Hu Zhongping dreams that one day his young sons may go to university and escape his life of casual manual labor. The aspiration seems increasingly unrealistic. Right now, he would settle for them going to school.
Chinese children are entitled to a state education, but not all of them get one, thanks to a registration system that divides the country’s citizens into rural and urban dwellers, and dictates their rights accordingly.
Despite spending more than half his life in Beijing, Hu does not enjoy the same access to health, education and social services as neighbors. And because the hukou — registration — is inherited, neither do his children.
“I wish my kids could go to a state school,” Hu says wistfully. “Parents always wish their children could receive a better education.”
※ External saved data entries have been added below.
// ABOUTME: Catalog index extractors: alphabetical show index and per-show menus.
// ABOUTME: Pure extraction over fetched pages; output is plain record types.

use once_cell::sync::Lazy;
use scraper::Selector;
use tracing::debug;

use crate::client::Client;
use crate::error::ScrapeError;
use crate::models::{LetterGroup, MenuEntry, ShowLink};
use crate::select::first_text;

/// Path of the "all shows" index page.
const SHOWS_INDEX_PATH: &str = "/shows?all";

static ARCHIVE_SECTION: Lazy<Selector> =
    Lazy::new(|| Selector::parse("section.archive").unwrap());
static LETTER_CARD: Lazy<Selector> = Lazy::new(|| Selector::parse("div.card").unwrap());
static CARD_LINK: Lazy<Selector> = Lazy::new(|| Selector::parse("a[href]").unwrap());
static MENU_BLOCK: Lazy<Selector> = Lazy::new(|| Selector::parse("div.menu").unwrap());
static MENU_LINK: Lazy<Selector> = Lazy::new(|| Selector::parse("ul > li > a").unwrap());

/// Fetches the show index and extracts its letter groups.
///
/// Each card in the archive section yields the group letter (trimmed,
/// upper-cased) and the ordered (href, label) pairs inside it. Document
/// order is preserved; duplicate letters across cards are not merged.
pub fn list_shows_by_letter(client: &Client) -> Result<Vec<LetterGroup>, ScrapeError> {
    let url = client.absolute(SHOWS_INDEX_PATH)?;
    let doc = client.get_html(url.as_str())?;

    let archive = doc
        .root_element()
        .select(&ARCHIVE_SECTION)
        .next()
        .ok_or_else(|| {
            ScrapeError::extract(
                url.as_str(),
                "ListShows",
                Some(anyhow::anyhow!("archive section not found")),
            )
        })?;

    let mut groups = Vec::new();
    for card in archive.select(&LETTER_CARD) {
        let letter = first_text(card, &["div.letter"]).to_uppercase();
        let shows: Vec<ShowLink> = card
            .select(&CARD_LINK)
            .filter_map(|a| {
                let href = a.value().attr("href")?;
                Some(ShowLink {
                    href: href.to_string(),
                    label: a.text().collect::<String>().trim().to_string(),
                })
            })
            .collect();
        groups.push(LetterGroup { letter, shows });
    }

    debug!(url = %url, groups = groups.len(), "extracted show index");
    Ok(groups)
}

/// Fetches a show's page and extracts its menu entries.
///
/// The menu block lists category/album links as `ul > li > a`; labels come
/// from the nested `span` element's trimmed text.
pub fn list_show_menu(client: &Client, show_url: &str) -> Result<Vec<MenuEntry>, ScrapeError> {
    let url = client.absolute(show_url)?;
    let doc = client.get_html(url.as_str())?;

    let menu = doc
        .root_element()
        .select(&MENU_BLOCK)
        .next()
        .ok_or_else(|| {
            ScrapeError::extract(
                url.as_str(),
                "ListShowMenu",
                Some(anyhow::anyhow!("menu block not found")),
            )
        })?;

    let entries: Vec<MenuEntry> = menu
        .select(&MENU_LINK)
        .filter_map(|a| {
            let href = a.value().attr("href")?;
            Some(MenuEntry {
                href: href.to_string(),
                label: first_text(a, &["span"]),
            })
        })
        .collect();

    debug!(url = %url, entries = entries.len(), "extracted show menu");
    Ok(entries)
}
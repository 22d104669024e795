// ABOUTME: Main library entry point for the efir catalog scraper.
// ABOUTME: Re-exports the public API: Client, ClientBuilder, record types, extractors, and ScrapeError.

//! efir-catalog - a catalog scraper for the Channel One website.
//!
//! This crate fetches pages from www.1tv.ru and extracts the catalog
//! hierarchy: the alphabetical show index, per-show menus, paginated
//! episode listings, and finally a playable video URL per episode. All
//! operations are synchronous and return plain records; rendering and
//! routing belong to the consumer.
//!
//! # Example
//!
//! ```no_run
//! use efir_catalog::{list_shows_by_letter, Client, ScrapeError};
//!
//! fn main() -> Result<(), ScrapeError> {
//!     let client = Client::builder().build()?;
//!     for group in list_shows_by_letter(&client)? {
//!         println!("{}: {} shows", group.letter, group.shows.len());
//!     }
//!     Ok(())
//! }
//! ```

pub mod catalog;
pub mod client;
pub mod date_parse;
pub mod duration_parse;
pub mod error;
pub mod listing;
pub mod models;
pub mod options;
pub mod playlist;
pub mod select;

pub use crate::catalog::{list_show_menu, list_shows_by_letter};
pub use crate::client::{Client, FetchResult};
pub use crate::date_parse::parse_flexible_date;
pub use crate::duration_parse::parse_duration_seconds;
pub use crate::error::{ErrorCode, ScrapeError};
pub use crate::listing::fetch_listing;
pub use crate::models::{
    EpisodeRecord, LetterGroup, ListingPage, MenuEntry, ShowLink, VideoTarget,
};
pub use crate::options::{ClientBuilder, Options};
pub use crate::playlist::{resolve_video, ExternalResolver, PlaylistEntry, PlaylistSource};
// ABOUTME: Episode listing extractor and paginator, the core of the scraper.
// ABOUTME: Detects the response regime (HTML vs JS-wrapped HTML), extracts cards, resolves the next-page cursor.

use once_cell::sync::Lazy;
use regex::Regex;
use scraper::{ElementRef, Html, Selector};
use tracing::debug;
use url::Url;

use crate::client::Client;
use crate::duration_parse::parse_duration_seconds;
use crate::error::ScrapeError;
use crate::models::{EpisodeRecord, ListingPage};
use crate::select::{first_attr, first_text};

/// Localized label of the "show more" element carrying the next-page URL.
const SHOW_MORE_LABEL: &str = "Показать еще";

/// Title fallbacks, first non-empty wins.
const TITLE_SELECTORS: &[&str] = &["h3", "div.title"];
/// Description fallbacks.
const DESCRIPTION_SELECTORS: &[&str] = &["div.itv-index-card__text", "div.lead"];
/// Duration field.
const DURATION_SELECTORS: &[&str] = &["div.length"];
/// Cover image attributes, primary source first, then the lazy-load attribute.
const COVER_ATTRS: &[&str] = &["src", "data-src"];

static CARD: Lazy<Selector> =
    Lazy::new(|| Selector::parse(r#"a[data-id][data-role="content_modal"]"#).unwrap());
static ANY_ELEMENT: Lazy<Selector> = Lazy::new(|| Selector::parse("*").unwrap());

/// Matches the JS statement assigning escaped HTML to `collection_items`.
static COLLECTION_ITEMS_RE: Lazy<Regex> =
    Lazy::new(|| Regex::new(r"collection_items\s*=\s*.*?'<(.+)>'").unwrap());

/// Matches the `'data-url', '<url>'` attribute pair embedded in the JS body.
/// The regex crate has no backreferences, so both quote styles are spelled out.
static JS_DATA_URL_RE: Lazy<Regex> =
    Lazy::new(|| Regex::new(r#"["']data-url["'],\s*(?:'([^']+)'|"([^"]+)")"#).unwrap());

/// Fetches one page of an episode listing and resolves the next-page cursor.
///
/// When the request URL carries both `limit` and `offset`, the fetch
/// transparently asks for `limit + 1` items to probe for a further page,
/// and the returned items are truncated back to `limit`. Without that pair
/// the cursor comes from the page itself (the "show more" element in the
/// HTML regime, the `data-url` pair in the JS regime).
pub fn fetch_listing(client: &Client, url: &str) -> Result<ListingPage, ScrapeError> {
    let requested = client.absolute(url)?;
    let paging = read_paging(&requested);

    let fetch_url = match paging {
        Some((limit, _)) => with_query_param(&requested, "limit", limit + 1),
        None => requested.clone(),
    };

    let resp = client.get(fetch_url.as_str())?;
    let content_type = resp.content_type.clone().ok_or_else(|| {
        ScrapeError::content_type(
            requested.as_str(),
            "FetchListing",
            Some(anyhow::anyhow!("response has no content-type header")),
        )
    })?;

    let body = resp.text();

    let (doc, js_code) = if is_script_content_type(&content_type) {
        match embedded_fragment(&body) {
            Some(html) => (Html::parse_fragment(&html), Some(body)),
            None => {
                // Graceful empty: a JS body without the expected assignment
                // yields no items and no cursor, not an error.
                debug!(url = %requested, "collection_items pattern not found in JS response");
                return Ok(ListingPage::default());
            }
        }
    } else {
        (Html::parse_document(&body), None)
    };

    let root = doc.root_element();
    let mut items = collect_cards(client, root);

    let next_url = match paging {
        Some((limit, offset)) => {
            let limit = limit as usize;
            let has_more = items.len() > limit;
            items.truncate(limit);
            if has_more {
                Some(with_query_param(&requested, "offset", (offset as usize + limit) as u32).to_string())
            } else {
                None
            }
        }
        None => match &js_code {
            Some(code) => js_next_url(code),
            None => show_more_url(root),
        },
    };

    debug!(url = %requested, items = items.len(), next = next_url.as_deref().unwrap_or("-"), "extracted listing page");
    Ok(ListingPage { items, next_url })
}

/// Reads the `limit`/`offset` pair from a request URL; both must be present.
fn read_paging(url: &Url) -> Option<(u32, u32)> {
    let mut limit = None;
    let mut offset = None;
    for (k, v) in url.query_pairs() {
        match k.as_ref() {
            "limit" => limit = v.parse().ok(),
            "offset" => offset = v.parse().ok(),
            _ => {}
        }
    }
    Some((limit?, offset?))
}

/// Returns a copy of the URL with one query parameter replaced, preserving
/// the order and value of every other pair.
fn with_query_param(url: &Url, key: &str, value: u32) -> Url {
    let pairs: Vec<(String, String)> = url
        .query_pairs()
        .map(|(k, v)| (k.into_owned(), v.into_owned()))
        .collect();

    let mut out = url.clone();
    {
        let mut query = out.query_pairs_mut();
        query.clear();
        for (k, v) in &pairs {
            if k == key {
                query.append_pair(k, &value.to_string());
            } else {
                query.append_pair(k, v);
            }
        }
    }
    out
}

fn is_script_content_type(content_type: &str) -> bool {
    let ct = content_type.trim().to_ascii_lowercase();
    ct.starts_with("text/javascript") || ct.starts_with("application/javascript")
}

/// Recovers the escaped HTML fragment from a `collection_items = '...'`
/// assignment, with literal backslash escapes removed.
fn embedded_fragment(code: &str) -> Option<String> {
    let caps = COLLECTION_ITEMS_RE.captures(code)?;
    Some(format!("<{}>", caps[1].replace('\\', "")))
}

/// Finds the next-page URL embedded in a JS response body.
fn js_next_url(code: &str) -> Option<String> {
    let caps = JS_DATA_URL_RE.captures(code)?;
    let raw = caps.get(1).or_else(|| caps.get(2))?.as_str();
    Some(unescape_entities(raw))
}

/// Finds the "show more" element in an HTML fragment and reads its next-page
/// URL. Missing element or attribute degrades to "no next page".
fn show_more_url(root: ElementRef<'_>) -> Option<String> {
    for element in root.select(&ANY_ELEMENT) {
        if element.text().collect::<String>().trim() != SHOW_MORE_LABEL {
            continue;
        }
        if let Some(url) = element.value().attr("data-url") {
            if !url.is_empty() {
                return Some(url.to_string());
            }
        }
    }
    None
}

/// Decodes the named and numeric entities seen in attribute values the site
/// embeds inside JS strings (most importantly `&amp;` in query strings).
fn unescape_entities(s: &str) -> String {
    s.replace("&amp;", "&")
        .replace("&lt;", "<")
        .replace("&gt;", ">")
        .replace("&quot;", "\"")
        .replace("&#39;", "'")
}

/// Extracts every collection item card under `root` into episode records.
fn collect_cards(client: &Client, root: ElementRef<'_>) -> Vec<EpisodeRecord> {
    root.select(&CARD)
        .filter_map(|card| {
            // The selector guarantees data-id is present.
            let id = card.value().attr("data-id")?.to_string();

            let href = card.value().attr("href").unwrap_or_default();
            let source_url = client
                .absolute(href)
                .map(|u| u.to_string())
                .unwrap_or_else(|_| href.to_string());

            let cover_url = first_attr(card, "img", COVER_ATTRS)
                .and_then(|src| client.absolute(&src).ok())
                .map(|u| u.to_string())
                .unwrap_or_default();

            Some(EpisodeRecord {
                id,
                source_url,
                title: first_text(card, TITLE_SELECTORS),
                description: first_text(card, DESCRIPTION_SELECTORS),
                duration_seconds: parse_duration_seconds(&first_text(card, DURATION_SELECTORS)),
                cover_url,
            })
        })
        .collect()
}
// ABOUTME: Error types for catalog scraping including ErrorCode enum and ScrapeError struct.
// ABOUTME: Provides categorized errors with convenience constructors and boolean helpers.

use std::fmt;

/// Error codes representing different categories of scrape failures.
#[derive(Debug, Clone, Copy, PartialEq, Eq)]
pub enum ErrorCode {
    InvalidUrl,
    Fetch,
    ContentType,
    Extract,
    Playlist,
}

impl fmt::Display for ErrorCode {
    fn fmt(&self, f: &mut fmt::Formatter<'_>) -> fmt::Result {
        let s = match self {
            ErrorCode::InvalidUrl => "invalid URL",
            ErrorCode::Fetch => "fetch error",
            ErrorCode::ContentType => "unusable content type",
            ErrorCode::Extract => "extraction error",
            ErrorCode::Playlist => "playlist error",
        };
        write!(f, "{}", s)
    }
}

/// The main error type for scrape operations.
#[derive(Debug, thiserror::Error)]
pub struct ScrapeError {
    pub code: ErrorCode,
    pub url: String,
    pub op: String,
    #[source]
    pub source: Option<anyhow::Error>,
}

impl fmt::Display for ScrapeError {
    fn fmt(&self, f: &mut fmt::Formatter<'_>) -> fmt::Result {
        write!(f, "efir: {} {}: {}", self.op, self.url, self.code)?;
        if let Some(ref src) = self.source {
            write!(f, ": {}", src)?;
        }
        Ok(())
    }
}

impl ScrapeError {
    /// Create an InvalidUrl error.
    pub fn invalid_url(
        url: impl Into<String>,
        op: impl Into<String>,
        source: Option<anyhow::Error>,
    ) -> Self {
        Self {
            code: ErrorCode::InvalidUrl,
            url: url.into(),
            op: op.into(),
            source,
        }
    }

    /// Create a Fetch error.
    pub fn fetch(
        url: impl Into<String>,
        op: impl Into<String>,
        source: Option<anyhow::Error>,
    ) -> Self {
        Self {
            code: ErrorCode::Fetch,
            url: url.into(),
            op: op.into(),
            source,
        }
    }

    /// Create a ContentType error.
    pub fn content_type(
        url: impl Into<String>,
        op: impl Into<String>,
        source: Option<anyhow::Error>,
    ) -> Self {
        Self {
            code: ErrorCode::ContentType,
            url: url.into(),
            op: op.into(),
            source,
        }
    }

    /// Create an Extract error.
    pub fn extract(
        url: impl Into<String>,
        op: impl Into<String>,
        source: Option<anyhow::Error>,
    ) -> Self {
        Self {
            code: ErrorCode::Extract,
            url: url.into(),
            op: op.into(),
            source,
        }
    }

    /// Create a Playlist error.
    pub fn playlist(
        url: impl Into<String>,
        op: impl Into<String>,
        source: Option<anyhow::Error>,
    ) -> Self {
        Self {
            code: ErrorCode::Playlist,
            url: url.into(),
            op: op.into(),
            source,
        }
    }

    /// Returns true if this is a Fetch error.
    pub fn is_fetch(&self) -> bool {
        self.code == ErrorCode::Fetch
    }

    /// Returns true if this is a ContentType error.
    pub fn is_content_type(&self) -> bool {
        self.code == ErrorCode::ContentType
    }

    /// Returns true if this is an Extract error.
    pub fn is_extract(&self) -> bool {
        self.code == ErrorCode::Extract
    }

    /// Returns true if this is an InvalidUrl error.
    pub fn is_invalid_url(&self) -> bool {
        self.code == ErrorCode::InvalidUrl
    }

    /// Returns true if this is a Playlist error.
    pub fn is_playlist(&self) -> bool {
        self.code == ErrorCode::Playlist
    }
}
The contradictions of the hukou system, designed for a 1950s planned economy, become more painful with every year of China’s development. About 140 million rural migrants are now working in the cities. They have fueled the country’s spectacular growth but have not reaped the benefits. And once they become parents, they face an unpalatable choice.
Fifty-eight million children are left behind in the countryside by parents who hope that relatives will rear them lovingly. Another 19 million remain in the cities — where they are, in effect, second-class citizens. Both groups have poorer academic performance and more behavioral problems than their peers.
At present, Hu’s eight-year-old twins, Xiaonan and Xiaobei, are studying in the family’s cramped one-room apartment, under the guidance of their mother.
“You need connections to get your kids in [to state school] if you are from other places, and making those connections costs too much money,” Hu says. “We can’t afford it.”
State schools receive no funding for migrant pupils, so often claim to be full. Others charge illicit “donations” of as much as 6,000 yuan (US$879) a term, said Zhang Zhiquan, from the Friends of Migrant Workers group. That is more than Hu’s entire income for the period.
Many families do not qualify anyway, because they lack the right documents. Scrap collectors and street vendors have no employment contracts.
That leaves more than a third of migrant children in Beijing — and far more in other cities — dependent on private schools, which usually charge about 600 yuan a term. Until a few weeks ago, the Hu twins were among these pupils. But their school is one of 30 facing demolition as part of urban development plans. Up to 10,000 children in Beijing will be affected.
The education department in Chaoyang district — where most affected schools are based — has said it will help all pupils, increasing capacity at nearby primaries and aiding approved private schools to find new locations.
But hundreds have already been sent back to the countryside by parents. Others — like Xiaonan and Xiaobei — have yet to find new places. Activists fear that some may fall out of schooling altogether; a study cited by the China Labor Bulletin, a Hong Kong-based group campaigning for workers’ rights, said about 6 percent of migrant children have never attended school.
The demolitions have highlighted the precarious, makeshift nature of much migrant schooling. At worst, children can end up in low-quality, profit-driven institutions that are little more than holding pens. At best, they rely on individuals like Ma Ruigang, principal of another school on the demolition list. A migrant himself, he founded the Blue Sky primary after friends asked him to help educate their children.
It’s a spartan site with few facilities, but the teachers are dedicated. Neatly turned out children are chanting from their textbooks as he pokes his head into their classroom.
“What sort of country will it be if these children are on the streets instead of in school?” he asks, nodding at his charges.
Authorities are not indifferent to the problem. Chaoyang officials donate equipment to the school, and have promised compensation so it can reopen on a site nearby.
But critics say both local and national efforts merely scratch the surface. The government has promised an overhaul, but fears drastic changes could lead to migrants flooding cities, putting strain on services and housing and potentially leading to unrest. The hukou helps authorities to track individuals. Extending services in cities will also require massive amounts of extra funding. Others warn that migrants could sign away their rights to farmland too quickly, leaving them with nothing to fall back on if life in the city proves too tough.
But many say the government’s current plan — allowing rural dwellers to register in smaller urban centers — will do nothing for tens of millions who crossed the country to work in the biggest cities.
Another generation of their children will grow up with big ambitions, but only slender prospects.